Senja kembali datang. Tak lama kemudian ia kembali pergi. Esok berulang lagi. Namun tak bosan aku menyambutnya. Selalu ada secangkir kopi di tengah jumpa dengannya. Sampai langit menjadi gelap, aku enggan beranjak. Sampai tinggal ampas yang terendap. Seperti rindu yang masih tak mau lepas.
Warna langit di ujung sana masih memukau. Indah memanjakan mata. Tak heran banyak pujangga mengagungkan sang jingga. Pesonanya tiada dua. Satu warna melekat di dada. Dengan mengelilingi sebuah bola siap tenggelam itu mengingatkanku tentang sepasang bola mata yang tak ingin kulepas. Sinar matanya memburuku hingga petang. Sebelum esok jumpa, diamnya cukup kuartikan lewat pandangnya.
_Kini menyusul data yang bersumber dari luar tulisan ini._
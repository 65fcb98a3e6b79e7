use crate::{
    usecases::Error,
    util::{
        geo::{distance_meters, MEAN_EARTH_RADIUS},
        geohash::{approximate_grid_size, encode, tabulated_grid_size},
    },
};
use bundl_entities::{
    geo::{GeoCoordinate, LAT_DEG_MAX, LAT_DEG_MIN, LNG_DEG_MAX, LNG_DEG_MIN},
    geohash::Geohash,
};
use std::{collections::HashSet, f64::consts::PI};

const LNG_DEG_SPAN: f64 = LNG_DEG_MAX - LNG_DEG_MIN;

/// All geohash cells of the given precision that
/// overlap the circle around `center`.
///
/// A grid with the approximate cell size of the precision is laid
/// over the bounding box of the circle. Each grid point within the
/// radius contributes its cell. The cell of the center itself is
/// always contained, even for a radius of 0.
pub fn coverage_geohashes(
    center: GeoCoordinate,
    radius_meters: f64,
    precision: usize,
) -> Result<HashSet<Geohash>, Error> {
    if !(radius_meters.is_finite() && radius_meters >= 0.0) {
        return Err(Error::Radius(radius_meters));
    }
    let center_hash = encode(center.lat(), center.lng(), precision)?;
    if tabulated_grid_size(precision).is_none() {
        log::warn!(
            "No grid size for geohash precision {precision}, falling back to a very fine grid"
        );
    }

    let (lat_radius, lng_radius) = radius_in_degrees(center.lat(), radius_meters);
    let grid = approximate_grid_size(precision);

    let min_lat = (center.lat() - lat_radius).max(LAT_DEG_MIN);
    let max_lat = (center.lat() + lat_radius).min(LAT_DEG_MAX);
    let min_lng = center.lng() - lng_radius;
    let max_lng = center.lng() + lng_radius;

    let mut geohashes = HashSet::new();
    for lat in grid_steps(min_lat, max_lat, grid.lat_deg) {
        for lng in grid_steps(min_lng, max_lng, grid.lng_deg) {
            if distance_meters(center.lat(), center.lng(), lat, lng) > radius_meters {
                continue;
            }
            geohashes.insert(encode(lat, wrap_lng_deg(lng), precision)?);
        }
    }
    geohashes.insert(center_hash);

    Ok(geohashes)
}

/// Flat-earth approximation of the radius in degrees.
///
/// The longitude radius is capped to the full circle
/// near the poles where the meridians converge.
fn radius_in_degrees(center_lat: f64, radius_meters: f64) -> (f64, f64) {
    let meters_per_lat_deg = MEAN_EARTH_RADIUS.to_meters() * PI / 180.0;
    let meters_per_lng_deg = meters_per_lat_deg * center_lat.to_radians().cos();
    let lat_radius = radius_meters / meters_per_lat_deg;
    let lng_radius = radius_meters / meters_per_lng_deg;
    let lng_radius = if lng_radius.is_finite() {
        lng_radius.min(LNG_DEG_SPAN / 2.0)
    } else {
        LNG_DEG_SPAN / 2.0
    };
    (lat_radius, lng_radius)
}

fn grid_steps(min: f64, max: f64, step: f64) -> impl Iterator<Item = f64> {
    debug_assert!(step > 0.0);
    (0_u32..)
        .map(move |i| min + f64::from(i) * step)
        .take_while(move |&value| value <= max)
}

fn wrap_lng_deg(lng: f64) -> f64 {
    if lng > LNG_DEG_MAX {
        lng - LNG_DEG_SPAN
    } else if lng < LNG_DEG_MIN {
        lng + LNG_DEG_SPAN
    } else {
        lng
    }
}

/// The union of the coverage of all precision levels.
pub fn multi_level_coverage_geohashes(
    center: GeoCoordinate,
    radius_meters: f64,
    precision_levels: &[usize],
) -> Result<HashSet<Geohash>, Error> {
    if precision_levels.is_empty() {
        return Err(Error::EmptyPrecisionLevels);
    }
    let mut geohashes = HashSet::new();
    for &precision in precision_levels {
        geohashes.extend(coverage_geohashes(center, radius_meters, precision)?);
    }
    Ok(geohashes)
}
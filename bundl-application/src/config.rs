use crate::{usecases::Error, Distance};
use bundl_core::util::geohash::MAX_PRECISION;

pub const DEFAULT_PRECISION_LEVELS: &[usize] = &[7]; // ~153 m cells
pub const DEFAULT_MAX_RADIUS: Distance = Distance::from_meters(200.0);
pub const DEFAULT_MOVEMENT_THRESHOLD: Distance = Distance::from_meters(50.0);

#[derive(Debug, Clone, PartialEq)]
pub struct SubscriptionConfig {
    precision_levels: Vec<usize>,
    max_radius: Distance,
    movement_threshold: Distance,
}

impl SubscriptionConfig {
    pub fn try_new(
        precision_levels: Vec<usize>,
        max_radius: Distance,
        movement_threshold: Distance,
    ) -> Result<Self, Error> {
        if precision_levels.is_empty() {
            return Err(Error::EmptyPrecisionLevels);
        }
        if precision_levels
            .iter()
            .any(|precision| !(1..=MAX_PRECISION).contains(precision))
        {
            return Err(Error::Precision);
        }
        let radius = max_radius.to_meters();
        if !(radius.is_finite() && radius > 0.0) {
            return Err(Error::Radius(radius));
        }
        let threshold = movement_threshold.to_meters();
        if !(threshold.is_finite() && threshold >= 0.0) {
            return Err(Error::MovementThreshold(threshold));
        }
        Ok(Self {
            precision_levels,
            max_radius,
            movement_threshold,
        })
    }

    pub fn precision_levels(&self) -> &[usize] {
        &self.precision_levels
    }

    pub const fn max_radius(&self) -> Distance {
        self.max_radius
    }

    pub const fn movement_threshold(&self) -> Distance {
        self.movement_threshold
    }
}

impl Default for SubscriptionConfig {
    fn default() -> Self {
        Self {
            precision_levels: DEFAULT_PRECISION_LEVELS.to_vec(),
            max_radius: DEFAULT_MAX_RADIUS,
            movement_threshold: DEFAULT_MOVEMENT_THRESHOLD,
        }
    }
}

#[cfg(test)]
mod tests {
    use super::*;

    #[test]
    fn default_config_is_valid() {
        let cfg = SubscriptionConfig::default();
        assert_eq!(
            SubscriptionConfig::try_new(
                cfg.precision_levels().to_vec(),
                cfg.max_radius(),
                cfg.movement_threshold()
            ),
            Ok(cfg)
        );
    }

    #[test]
    fn reject_invalid_config() {
        let radius = Distance::from_meters(200.0);
        let threshold = Distance::from_meters(50.0);
        assert_eq!(
            SubscriptionConfig::try_new(vec![], radius, threshold),
            Err(Error::EmptyPrecisionLevels)
        );
        assert_eq!(
            SubscriptionConfig::try_new(vec![7, 0], radius, threshold),
            Err(Error::Precision)
        );
        assert_eq!(
            SubscriptionConfig::try_new(vec![7, MAX_PRECISION + 1], radius, threshold),
            Err(Error::Precision)
        );
        assert_eq!(
            SubscriptionConfig::try_new(vec![7], Distance::from_meters(0.0), threshold),
            Err(Error::Radius(0.0))
        );
        assert_eq!(
            SubscriptionConfig::try_new(vec![7], radius, Distance::from_meters(-1.0)),
            Err(Error::MovementThreshold(-1.0))
        );
    }
}
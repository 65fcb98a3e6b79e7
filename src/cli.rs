use std::{path::PathBuf, sync::Arc};

use anyhow::Result;
use bundl_application::prelude::SubscriptionManager;
use bundl_core::{
    coverage::coverage_geohashes,
    entities::{GeoCoordinate, Geohash},
    util::{
        geo::distance,
        geohash::{decode_bounds, encode, neighbors},
    },
};
use clap::{Parser, Subcommand};

use crate::{config::Config, gateways, track};

#[derive(Debug, Parser)]
#[command(name = "bundl", version, about = "Geohash area subscriptions for nearby orders")]
pub struct Cli {
    /// Configuration file
    #[arg(long, global = true, env = "BUNDL_CONFIG", value_name = "FILE")]
    pub config: Option<PathBuf>,
    #[command(subcommand)]
    pub cmd: Cmd,
}

#[derive(Debug, Subcommand)]
pub enum Cmd {
    /// Encode a coordinate as geohash
    Encode {
        #[arg(long, allow_negative_numbers = true)]
        lat: f64,
        #[arg(long, allow_negative_numbers = true)]
        lon: f64,
        #[arg(long, default_value_t = 7)]
        precision: usize,
    },
    /// Print the center and the bounds of a geohash cell
    Decode { hash: Geohash },
    /// Print the surrounding cells (N, NE, E, SE, S, SW, W, NW)
    Neighbors { hash: Geohash },
    /// Great-circle distance between two `lat,lon` coordinates
    Distance {
        #[arg(allow_hyphen_values = true)]
        from: GeoCoordinate,
        #[arg(allow_hyphen_values = true)]
        to: GeoCoordinate,
    },
    /// All cells within a radius around a coordinate
    Coverage {
        #[arg(long, allow_negative_numbers = true)]
        lat: f64,
        #[arg(long, allow_negative_numbers = true)]
        lon: f64,
        /// Radius in meters
        #[arg(long, default_value_t = 200.0)]
        radius: f64,
        #[arg(long, default_value_t = 7)]
        precision: usize,
    },
    /// Subscribe to the areas around the `lat,lon` locations read from stdin
    Track {
        /// Unsubscribe from all areas when the input ends
        #[arg(long)]
        cleanup_on_exit: bool,
    },
}

pub async fn run(cli: Cli) -> Result<()> {
    let Cli { config, cmd } = cli;
    match cmd {
        Cmd::Encode {
            lat,
            lon,
            precision,
        } => {
            println!("{}", encode(lat, lon, precision)?);
        }
        Cmd::Decode { hash } => {
            let bounds = decode_bounds(&hash);
            println!("{}", bounds.center());
            println!(
                "lat: {} .. {}, lon: {} .. {}",
                bounds.min_lat, bounds.max_lat, bounds.min_lng, bounds.max_lng
            );
        }
        Cmd::Neighbors { hash } => {
            for neighbor in neighbors(&hash) {
                println!("{neighbor}");
            }
        }
        Cmd::Distance { from, to } => {
            println!("{}", distance(from, to));
        }
        Cmd::Coverage {
            lat,
            lon,
            radius,
            precision,
        } => {
            let center = GeoCoordinate::try_from_lat_lng_deg(lat, lon)?;
            let mut cells: Vec<_> = coverage_geohashes(center, radius, precision)?
                .into_iter()
                .collect();
            cells.sort();
            log::info!("{} cells cover {radius} m around {center}", cells.len());
            for cell in cells {
                println!("{cell}");
            }
        }
        Cmd::Track { cleanup_on_exit } => {
            let cfg = Config::try_load_from_file_or_default(config)?;
            let topic_gw = gateways::topic_gateway(cfg.topics.gateway)?;
            let manager = Arc::new(SubscriptionManager::new(topic_gw, cfg.subscriptions));
            track::run(manager, cleanup_on_exit).await?;
        }
    }
    Ok(())
}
Kuiringi senja kali ini dengan sepotong kue manis bikinan bunda. Tentu saja kopi tak pernah lupa. Aku memilih diam menikmati hidangan. Manis, pahit. Seperti mata uang, hidup punya dua sisi yang akan selalu berdampingan. Manis, ketika apa yang aku mau ada di depan mata. Pahit, begitu nyatanya adalah sebaliknya. Manis pula layaknya hadirmu yang menenangkanku. Sungguh. Pahit pun tak ingin mengalah sewaktu jantung berdegub kencang kala menatapmu. Mereka selalu tahu cara bermain bukan? Inilah permainanku dengan mereka. Perihal hati yang siap dicandai naluri.
Senja, kue, kopi, engkau, empat hal berbeda yang menjadi satu. Beradu dalam kepalaku. Kau tahu, mungkin aku adalah pemuja keindahan yang buruk. Aku tak paham bagaimana mengatakan indahmu seperti kebanyakan orang. Mereka dengan leluasa mampu membuka obrolan denganmu. Sedangkan aku, bungkam. Mereka lihai tertawa bersamamu. Aku? Melihatmu tersenyum saja serasa di bianglala yang seenaknya memutar-mutarku dari atas ke bawah. Lantas, bisakah aku ada di sana? Aku. Hanya aku. Kita berdua. Bukan dengan yang lain.